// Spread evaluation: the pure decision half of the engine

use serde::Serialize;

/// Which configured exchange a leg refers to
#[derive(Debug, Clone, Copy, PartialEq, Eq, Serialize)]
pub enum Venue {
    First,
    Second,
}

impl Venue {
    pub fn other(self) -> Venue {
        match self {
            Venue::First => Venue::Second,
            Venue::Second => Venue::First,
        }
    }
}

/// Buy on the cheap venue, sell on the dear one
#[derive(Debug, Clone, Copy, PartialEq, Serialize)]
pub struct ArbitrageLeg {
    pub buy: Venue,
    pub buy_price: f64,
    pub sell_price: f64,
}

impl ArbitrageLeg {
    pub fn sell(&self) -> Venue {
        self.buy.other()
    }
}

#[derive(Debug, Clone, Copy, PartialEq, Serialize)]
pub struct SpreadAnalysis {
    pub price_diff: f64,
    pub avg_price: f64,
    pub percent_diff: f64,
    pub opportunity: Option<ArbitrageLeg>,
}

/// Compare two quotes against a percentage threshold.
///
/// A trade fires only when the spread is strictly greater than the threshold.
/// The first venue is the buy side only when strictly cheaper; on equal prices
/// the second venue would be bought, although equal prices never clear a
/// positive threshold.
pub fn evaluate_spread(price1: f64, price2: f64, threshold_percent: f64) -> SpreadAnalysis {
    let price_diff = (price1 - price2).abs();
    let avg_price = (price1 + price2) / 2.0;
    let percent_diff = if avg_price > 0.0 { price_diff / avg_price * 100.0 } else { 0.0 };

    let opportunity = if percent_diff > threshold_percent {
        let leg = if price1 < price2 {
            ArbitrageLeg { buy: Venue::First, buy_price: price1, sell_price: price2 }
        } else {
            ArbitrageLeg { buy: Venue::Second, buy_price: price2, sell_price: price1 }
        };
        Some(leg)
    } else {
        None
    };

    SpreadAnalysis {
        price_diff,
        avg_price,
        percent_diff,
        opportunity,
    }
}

## Problem to work on
Copy the records above exactly as written.

## Result of the exercise
// Spread evaluation: the pure decision half of the engine

use serde::Serialize;

/// Which configured exchange a leg refers to
#[derive(Debug, Clone, Copy, PartialEq, Eq, Serialize)]
pub enum Venue {
    First,
    Second,
}

impl Venue {
    pub fn other(self) -> Venue {
        match self {
            Venue::First => Venue::Second,
            Venue::Second => Venue::First,
        }
    }
}

/// Buy on the cheap venue, sell on the dear one
#[derive(Debug, Clone, Copy, PartialEq, Serialize)]
pub struct ArbitrageLeg {
    pub buy: Venue,
    pub buy_price: f64,
    pub sell_price: f64,
}

impl ArbitrageLeg {
    pub fn sell(&self) -> Venue {
        self.buy.other()
    }
}

#[derive(Debug, Clone, Copy, PartialEq, Serialize)]
pub struct SpreadAnalysis {
    pub price_diff: f64,
    pub avg_price: f64,
    pub percent_diff: f64,
    pub opportunity: Option<ArbitrageLeg>,
}

/// Compare two quotes against a percentage threshold.
///
/// A trade fires only when the spread is strictly greater than the threshold.
/// The first venue is the buy side only when strictly cheaper; on equal prices
/// the second venue would be bought, although equal prices never clear a
/// positive threshold.
pub fn evaluate_spread(price1: f64, price2: f64, threshold_percent: f64) -> SpreadAnalysis {
    let price_diff = (price1 - price2).abs();
    let avg_price = (price1 + price2) / 2.0;
    let percent_diff = if avg_price > 0.0 { price_diff / avg_price * 100.0 } else { 0.0 };

    let opportunity = if percent_diff > threshold_percent {
        let leg = if price1 < price2 {
            ArbitrageLeg { buy: Venue::First, buy_price: price1, sell_price: price2 }
        } else {
            ArbitrageLeg { buy: Venue::Second, buy_price: price2, sell_price: price1 }
        };
        Some(leg)
    } else {
        None
    };

    SpreadAnalysis {
        price_diff,
        avg_price,
        percent_diff,
        opportunity,
    }
}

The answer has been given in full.